Sunday, September 25, 2011

An essay and a sick baby

Maya is still unwell and I still haven't finished my essay. 

The last few days have been an endurance battle... for us both, really. May's fevers have subsided but she's been super cranky, clingy and out of sorts, and off her food as well - all very unlike her. So she must really be feeling crap. When she opened her mouth for a particularly loud scream the other day I saw a tooth peeking out at the back. One of the dreaded molars. 

We drove out to Valparaiso yesterday to drop off Mum and Bill for a few days, and Maya slept there and back and was a lot cheerier. We had a lovely lunch of pasta with fresh seafood though the name of the place escapes me.
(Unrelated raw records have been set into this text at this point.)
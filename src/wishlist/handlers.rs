// HTTP handlers for wishlist endpoints

use axum::{
    extract::{Path, State},
    http::StatusCode,
    Json,
};
use uuid::Uuid;

use crate::auth::AuthenticatedUser;
use crate::error::ErrorResponse;
use crate::wishlist::{AddWishlistRequest, WishlistChange, WishlistError, WishlistView};
use crate::AppState;

/// Handler for GET /api/wishlist
#[utoipa::path(
    get,
    path = "/api/wishlist",
    responses(
        (status = 200, description = "Caller's wishlist", body = WishlistView),
        (status = 401, description = "Missing or invalid credential", body = ErrorResponse)
    ),
    security(("bearer_auth" = [])),
    tag = "wishlist"
)]
pub async fn view_wishlist_handler(
    State(state): State<AppState>,
    user: AuthenticatedUser,
) -> Result<Json<WishlistView>, WishlistError> {
    Ok(Json(state.wishlist.view(user.user_id).await?))
}

/// Handler for POST /api/wishlist
#[utoipa::path(
    post,
    path = "/api/wishlist",
    request_body = AddWishlistRequest,
    responses(
        (status = 200, description = "Product added, or already present", body = WishlistChange),
        (status = 401, description = "Missing or invalid credential", body = ErrorResponse),
        (status = 404, description = "Product not found", body = ErrorResponse)
    ),
    security(("bearer_auth" = [])),
    tag = "wishlist"
)]
pub async fn add_wishlist_handler(
    State(state): State<AppState>,
    user: AuthenticatedUser,
    Json(request): Json<AddWishlistRequest>,
) -> Result<Json<WishlistChange>, WishlistError> {
    Ok(Json(state.wishlist.add(user.user_id, request.product_id).await?))
}

/// Handler for DELETE /api/wishlist/:product_id
#[utoipa::path(
    delete,
    path = "/api/wishlist/{product_id}",
    params(("product_id" = Uuid, Path, description = "Product id")),
    responses(
        (status = 200, description = "Product removed", body = WishlistView),
        (status = 401, description = "Missing or invalid credential", body = ErrorResponse)
    ),
    security(("bearer_auth" = [])),
    tag = "wishlist"
)]
pub async fn remove_wishlist_handler(
    State(state): State<AppState>,
    user: AuthenticatedUser,
    Path(product_id): Path<Uuid>,
) -> Result<Json<WishlistView>, WishlistError> {
    Ok(Json(state.wishlist.remove(user.user_id, product_id).await?))
}

/// Handler for DELETE /api/wishlist
#[utoipa::path(
    delete,
    path = "/api/wishlist",
    responses(
        (status = 204, description = "Wishlist emptied"),
        (status = 401, description = "Missing or invalid credential", body = ErrorResponse)
    ),
    security(("bearer_auth" = [])),
    tag = "wishlist"
)]
pub async fn clear_wishlist_handler(
    State(state): State<AppState>,
    user: AuthenticatedUser,
) -> Result<StatusCode, WishlistError> {
    state.wishlist.clear(user.user_id).await?;
    Ok(StatusCode::NO_CONTENT)
}
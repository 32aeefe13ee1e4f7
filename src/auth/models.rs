use serde::{Deserialize, Serialize};
use std::fmt;
use uuid::Uuid;

/// Role carried in the credential
#[derive(Debug, Clone, Copy, PartialEq, Eq, Serialize, Deserialize)]
#[serde(rename_all = "lowercase")]
pub enum Role {
    User,
    Admin,
}

impl fmt::Display for Role {
    fn fmt(&self, f: &mut fmt::Formatter<'_>) -> fmt::Result {
        match self {
            Role::User => write!(f, "user"),
            Role::Admin => write!(f, "admin"),
        }
    }
}

/// Who is calling
#[derive(Debug, Clone, Copy, PartialEq, Eq)]
pub struct Identity {
    pub user_id: Uuid,
    pub role: Role,
}
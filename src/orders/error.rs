use axum::response::{IntoResponse, Response};
use uuid::Uuid;

use crate::db::StoreError;
use crate::error::ApiError;

/// Error types for order operations
#[derive(Debug, thiserror::Error)]
pub enum OrderError {
    #[error("Order not found: {0}")]
    NotFound(Uuid),

    #[error("Order {0} belongs to another user")]
    Forbidden(Uuid),

    #[error("{0}")]
    InvalidTransition(String),

    #[error("{0}")]
    InvalidPage(String),

    #[error("Order {0} changed while it was being updated")]
    ConcurrentUpdate(Uuid),

    #[error(transparent)]
    Store(#[from] StoreError),
}

impl From<OrderError> for ApiError {
    fn from(err: OrderError) -> Self {
        match err {
            OrderError::NotFound(id) => ApiError::not_found("Order", id),
            err @ OrderError::Forbidden(_) => ApiError::Forbidden(err.to_string()),
            OrderError::InvalidTransition(message) | OrderError::InvalidPage(message) => {
                ApiError::BadRequest(message)
            }
            err @ OrderError::ConcurrentUpdate(_) => ApiError::Conflict {
                message: err.to_string(),
            },
            OrderError::Store(err) => err.into(),
        }
    }
}

impl IntoResponse for OrderError {
    fn into_response(self) -> Response {
        ApiError::from(self).into_response()
    }
}
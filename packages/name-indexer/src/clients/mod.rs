//! Network clients for the directory service.
//!
//! Both clients share one [`HttpTransport`], whose semaphore is the global
//! ceiling on simultaneous outbound connections.

pub mod http;

pub use http::{HttpDirectory, HttpProfileResolver, HttpTransport};
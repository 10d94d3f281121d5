//! Generation naming for the three-way index rotation.
//!
//! Every generation is split across two databases (partitions): the search
//! database holding namespace and profile collections, and the cache database
//! holding the singleton cache sets.

use std::fmt;

/// One copy of the full derived index.
#[derive(Debug, Clone, Copy, PartialEq, Eq, Hash)]
pub enum Generation {
    /// Being built; never read by consumers
    Next,
    /// Actively served
    Current,
    /// Previous `current`, kept one cycle for rollback
    Prior,
}

impl Generation {
    /// Suffix appended to a partition's base name.
    pub fn suffix(&self) -> &'static str {
        match self {
            Self::Next => "_next",
            Self::Current => "",
            Self::Prior => "_prior",
        }
    }
}

impl fmt::Display for Generation {
    fn fmt(&self, f: &mut fmt::Formatter<'_>) -> fmt::Result {
        let name = match self {
            Self::Next => "next",
            Self::Current => "current",
            Self::Prior => "prior",
        };
        f.write_str(name)
    }
}

/// A database that is rotated as a unit.
#[derive(Debug, Clone, Copy, PartialEq, Eq, Hash)]
pub enum Partition {
    /// `namespace`, `profile_data` and `profiles`
    SearchDb,
    /// `people_cache`, `twitter_cache` and `username_cache`
    SearchCache,
}

impl Partition {
    pub const ALL: [Partition; 2] = [Self::SearchDb, Self::SearchCache];

    fn base_name(&self) -> &'static str {
        match self {
            Self::SearchDb => "search_db",
            Self::SearchCache => "search_cache",
        }
    }

    /// Database name of this partition in the given generation.
    pub fn database(&self, generation: Generation) -> String {
        format!("{}{}", self.base_name(), generation.suffix())
    }
}

/// Collection names inside the search database.
pub mod collections {
    pub const NAMESPACE: &str = "namespace";
    pub const PROFILE_DATA: &str = "profile_data";
    pub const PROFILES: &str = "profiles";
}

/// Database names of one generation.
#[derive(Debug, Clone, PartialEq, Eq)]
pub struct GenerationDatabases {
    pub search_db: String,
    pub search_cache: String,
}

impl GenerationDatabases {
    pub fn for_generation(generation: Generation) -> Self {
        Self {
            search_db: Partition::SearchDb.database(generation),
            search_cache: Partition::SearchCache.database(generation),
        }
    }
}

/// Ordered steps of a promotion. Step 2 (the build) is reported separately.
#[derive(Debug, Clone, Copy, PartialEq, Eq, Hash)]
pub enum PromotionStep {
    ClearNext,
    ClearPrior,
    SnapshotCurrent,
    ClearCurrent,
    PublishNext,
    /// Recovery path: prior copied back over current
    RestorePrior,
}

impl PromotionStep {
    /// Whether a failure at this step may leave `current` absent or partial.
    pub fn threatens_current(&self) -> bool {
        matches!(
            self,
            Self::ClearCurrent | Self::PublishNext | Self::RestorePrior
        )
    }
}

impl fmt::Display for PromotionStep {
    fn fmt(&self, f: &mut fmt::Formatter<'_>) -> fmt::Result {
        let name = match self {
            Self::ClearNext => "clear-next",
            Self::ClearPrior => "clear-prior",
            Self::SnapshotCurrent => "snapshot-current",
            Self::ClearCurrent => "clear-current",
            Self::PublishNext => "publish-next",
            Self::RestorePrior => "restore-prior",
        };
        f.write_str(name)
    }
}

#[cfg(test)]
mod tests {
    use super::*;

    #[test]
    fn test_database_names() {
        assert_eq!(Partition::SearchDb.database(Generation::Next), "search_db_next");
        assert_eq!(Partition::SearchDb.database(Generation::Current), "search_db");
        assert_eq!(
            Partition::SearchCache.database(Generation::Prior),
            "search_cache_prior"
        );
    }

    #[test]
    fn test_only_late_steps_threaten_current() {
        assert!(!PromotionStep::ClearNext.threatens_current());
        assert!(!PromotionStep::SnapshotCurrent.threatens_current());
        assert!(PromotionStep::ClearCurrent.threatens_current());
        assert!(PromotionStep::PublishNext.threatens_current());
    }
}
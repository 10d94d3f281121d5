//! Directory trait for paginated name listings.

use async_trait::async_trait;

use crate::error::ListingResult;
use crate::types::profile::ListingKind;

/// A remote service listing registered names page by page.
#[async_trait]
pub trait Directory: Send + Sync {
    /// Fetch one page of a listing. An empty page marks the end.
    async fn fetch_page(&self, kind: ListingKind, page: u64) -> ListingResult<Vec<String>>;
}
//! Data types for the indexer library.

pub mod config;
pub mod generation;
pub mod profile;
And I thought she was really on the mend. 



But last night was a shocker. An endless cycle of crying and calming her down, rocking her in my arms and putting her down to sleep. She was so tired but as soon as her head hit the bed, she was up again, screaming and hysterical. I tried everything I could think of. She had at least five cups of warm milk plus bonjella, tapsin (baby panadol) and melatonina. I tried putting her in our bed, lying down next to her bed, letting her play, reading stories... blah blah. She'd calm right down, rub her eyes, yawn... then start crying again. Around midnight, I just gave up and started watching a movie on my laptop in her room. She sat on my lap and we watched it together for an hour. The 2010 version of Robin Hood, not exactly one for the kiddies. But then I put her into bed and she went straight to sleep. Evidently seven hours fighting sleep + 5 cups of warm milk + Russell Crowe = sleep. 

I'm saving the second half for tonight.

The doctor has since confirmed that Maya has both top molars coming through at the same time (they usually travel solo) and that she has roseola, a common virus that describes all the above symptoms and ends in a non-irritable rash all over the body. She broke out in the rash today. Fingers and toes crossed that this is the end of it; if the fever returns I have to put her on antibiotics tomorrow and I really want to avoid that if at all possible. 

The trials of parenting, eh? I'm home alone and not looking forward to another long night. Az left for Colombia today and is gone all week. Mum and Bill are in Valparaiso for a few days. Jenny is in tomorrow morning.

Meanwhile my essay limps on. Were I sans child, I could have spent 2-3 days and have sent it off last week. Instead it's an hour here, 20 minutes there... I just get into the head space and I hear her crying again. Aargh, it's a pain. Even if I could get an extension, I don't want one, I'm so over this essay. I'm sending it tomorrow and it sucks that if I just had the time and energy to focus a bit more, it would be quite good. 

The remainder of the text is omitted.